Time To Act On Chechnya
By David J. Kramer
Despite the claim last month by Deputy Secretary of State Strobe Talbott that Boris Yeltsin's recent victory in the Russian presidential election was "an affirmation--I'm tempted to say a vindication--of (the Clinton) administration's policy of support of engagement for Russian reform," the administration should feel ashamed--not vindicated--when it comes to Chechnya. Keeping quiet or voicing little criticism for the past 20 months while more than 30,000 people have been killed in the fighting is nothing to gloat about. Moreover, the administration's quiescence betrayed the many true Russian democrats who opposed their government's brutal policy in this breakaway region.
The day after Yeltsin ordered troops into Chechnya, President Clinton declined to criticize the move, saying the Chechen crisis was an "internal affair." "We hope that order can be restored with a minimum amount of bloodshed and violence," he told reporters. "That's what we have counseled and encouraged." The White House did not directly criticize Russian military actions in Chechnya until Dec. 29, 1994, more than two weeks after troops launched their bloody assault. Then-State Department spokesman Mike McCurry compared the situation in Chechnya to the American Civil War. Such a comparison, which was widely and rightly condemned, was not uttered again by U.S. officials--until, that is, Clinton repeated it at April's summit meeting in Moscow with Yeltsin sitting right next to him.

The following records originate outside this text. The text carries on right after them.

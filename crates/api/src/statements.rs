//! HTTP client for the SQL statements endpoint.

use async_trait::async_trait;
use reqwest::header::{ACCEPT, CONTENT_TYPE};
use tracing::debug;

use talkdata_core::Config;
use talkdata_runtime::{StatementExecutor, StatementRequest, StatementResponse, TransportError};

use crate::agent::Credentials;

pub struct HttpStatementExecutor {
    client: reqwest::Client,
    url: String,
    credentials: Credentials,
}

impl HttpStatementExecutor {
    pub fn new(client: reqwest::Client, url: impl Into<String>, credentials: Credentials) -> Self {
        Self {
            client,
            url: url.into(),
            credentials,
        }
    }

    pub fn from_config(client: reqwest::Client, config: &Config) -> Self {
        Self::new(
            client,
            config.statements.url.clone(),
            Credentials {
                token: config.agent.auth_token.clone(),
                token_type: config.agent.auth_token_type.clone(),
            },
        )
    }
}

#[async_trait]
impl StatementExecutor for HttpStatementExecutor {
    async fn execute(
        &self,
        request: &StatementRequest,
    ) -> Result<StatementResponse, TransportError> {
        debug!(url = %self.url, warehouse = ?request.warehouse, "executing statement");

        let builder = self
            .client
            .post(&self.url)
            .header(CONTENT_TYPE, "application/json")
            .header(ACCEPT, "application/json")
            .json(request);
        let response = self
            .credentials
            .apply(builder)
            .send()
            .await
            .map_err(|e| TransportError::Network(e.to_string()))?;

        let status = response.status();
        let body = response
            .text()
            .await
            .map_err(|e| TransportError::Network(e.to_string()))?;

        if status.is_success() {
            return serde_json::from_str(&body)
                .map_err(|e| TransportError::InvalidResponse(e.to_string()));
        }

        // Error bodies in the service's own shape go back to the caller so the
        // message can be inspected.
        match serde_json::from_str::<StatementResponse>(&body) {
            Ok(parsed) if parsed.code.is_some() && parsed.message.is_some() => {
                debug!(status = status.as_u16(), code = ?parsed.code, "statement error response");
                Ok(parsed)
            }
            _ => Err(TransportError::Api {
                status: status.as_u16(),
                message: body,
            }),
        }
    }
}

Since then, and particularly after the Russian presidential election, the State Department has been more vocal in its criticism of Russian military actions. The Senate, too, has weighed in by passing a "sense of Congress" resolution that condemns Russian violations of the cease-fire and calls on the Russian government to end the fighting. On a visit last month to Moscow, Vice President Al Gore expressed U.S. concerns about the situation, though his message was undercut by the fact that half the cabinet accompanied him on the trip to sign deals with the Russian government.
Despite valiant efforts by the Organization for Security and Cooperation in Europe to negotiate a settlement in Chechnya, full-scale fighting in the region has resumed. With no signs of resolution in sight, it is time for the United States to get involved in trying to mediate a lasting cease-fire and mutually acceptable conclusion to this deadly conflict. President Clinton, after consulting with President Yeltsin, should designate a respected diplomat (retired or active) and present that person as mediator to both the Russian and Chechen sides. This diplomat, with strong American backing, would carry more weight than the relatively anonymous--though extremely brave--OSCE team in Chechnya now.

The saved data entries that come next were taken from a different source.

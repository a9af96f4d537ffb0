pub mod accumulator;
pub mod followup;
pub mod interpret;
pub mod message;
pub mod provider;
pub mod request;
pub mod router;
pub mod session;
pub mod stream;
pub mod table;
pub mod transcript;

pub use interpret::{interpret_event, InterpretError};
pub use message::{ContentBlock, Message, MessageId, Role, ToolResultContent, ToolResults, ToolUse};
pub use provider::{AgentTransport, SseStream, StatementExecutor, TransportError};
pub use request::{AgentRequest, AgentSettings, StatementRequest, ToolSpec};
pub use router::{route_primary, Routed, SqlTrigger};
pub use session::{
    AgentSession, AgentState, Notice, NoticeLevel, SessionError, SessionSnapshot, TurnOutcome,
};
pub use stream::{AgentEvent, ContentFragment, SseEvent};
pub use table::StatementResponse;
pub use transcript::{strip_sql_tables, Transcript};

Russian officials are likely initially to reject American involvement as interference in their country's internal affairs. That is, after all, how they reacted to OSCE offers to mediate the crisis a year ago without direct American involvement. But the Clinton-Yeltsin relationship is solid enough that the U.S. should raise with Moscow the idea of getting more directly involved, and doing so through the OSCE--an established channel for mediation--would mitigate the inevitable criticism that this constitutes American interference in Russia's affairs.
As for the Chechens, they are diverse and lack a strong leader around whom to unify. They also feel abandoned by the West and would suspect the U.S. of bias. Nevertheless, they as a group would gain considerable legitimacy in drawing the U.S. directly into the negotiations and are certain to welcome an American role.

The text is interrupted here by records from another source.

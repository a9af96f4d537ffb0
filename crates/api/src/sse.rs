//! Server-sent event framing over a byte stream.

use talkdata_runtime::SseEvent;
use tracing::trace;

/// Incremental SSE decoder.
///
/// Bytes are pushed as they arrive; complete events come out once their
/// terminating blank line has been seen. Chunk boundaries may fall anywhere,
/// including inside a multi-byte character.
#[derive(Debug, Default)]
pub struct SseDecoder {
    pending: Vec<u8>,
    event: Option<String>,
    data: Vec<String>,
}

impl SseDecoder {
    pub fn new() -> Self {
        Self::default()
    }

    /// Feed a chunk and return every event it completed, in order.
    pub fn push(&mut self, chunk: &[u8]) -> Vec<SseEvent> {
        self.pending.extend_from_slice(chunk);

        let mut events = Vec::new();
        while let Some(pos) = self.pending.iter().position(|b| *b == b'\n') {
            let raw: Vec<u8> = self.pending.drain(..=pos).collect();
            let text = String::from_utf8_lossy(&raw[..raw.len() - 1]);
            let line: &str = &text;
            if let Some(event) = self.process_line(line.strip_suffix('\r').unwrap_or(line)) {
                events.push(event);
            }
        }
        events
    }

    /// Flush an event left unterminated when the stream ends.
    pub fn finish(&mut self) -> Option<SseEvent> {
        if !self.pending.is_empty() {
            let raw = std::mem::take(&mut self.pending);
            let line = String::from_utf8_lossy(&raw).into_owned();
            if let Some(event) = self.process_line(line.trim_end_matches('\r')) {
                return Some(event);
            }
        }
        self.dispatch()
    }

    fn process_line(&mut self, line: &str) -> Option<SseEvent> {
        if line.is_empty() {
            return self.dispatch();
        }
        if line.starts_with(':') {
            trace!(comment = line, "sse comment");
            return None;
        }

        let (field, value) = match line.split_once(':') {
            Some((field, value)) => (field, value.strip_prefix(' ').unwrap_or(value)),
            None => (line, ""),
        };
        match field {
            "event" => self.event = Some(value.to_string()),
            "data" => self.data.push(value.to_string()),
            _ => trace!(field, "ignoring sse field"),
        }
        None
    }

    fn dispatch(&mut self) -> Option<SseEvent> {
        let event = self.event.take();
        if self.data.is_empty() {
            return None;
        }
        let data = std::mem::take(&mut self.data).join("\n");
        Some(SseEvent { event, data })
    }
}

For the U.S., this does not involve sending American troops to police a cease-fire. Some would argue that we should freeze our aid to Moscow until Russian troops pull out of the region. Such a move, however, would only worsen U.S.-Russian relations and fail to change the situation on the ground in Chechyna.
The U.S. can no longer sit idly by as thousands of Chechens and Russians are killed in the fighting. Moreover, the U.S. has a strong interest in trying to prevent the spread of instability throughout the already volatile Caucasus region. Involvement by the U.S., it should be made clear, does not guarantee that peace will quickly break out in Chechnya. But the U.S. must try something, and offering to mediate between the warring sides is better than standing on the sidelines.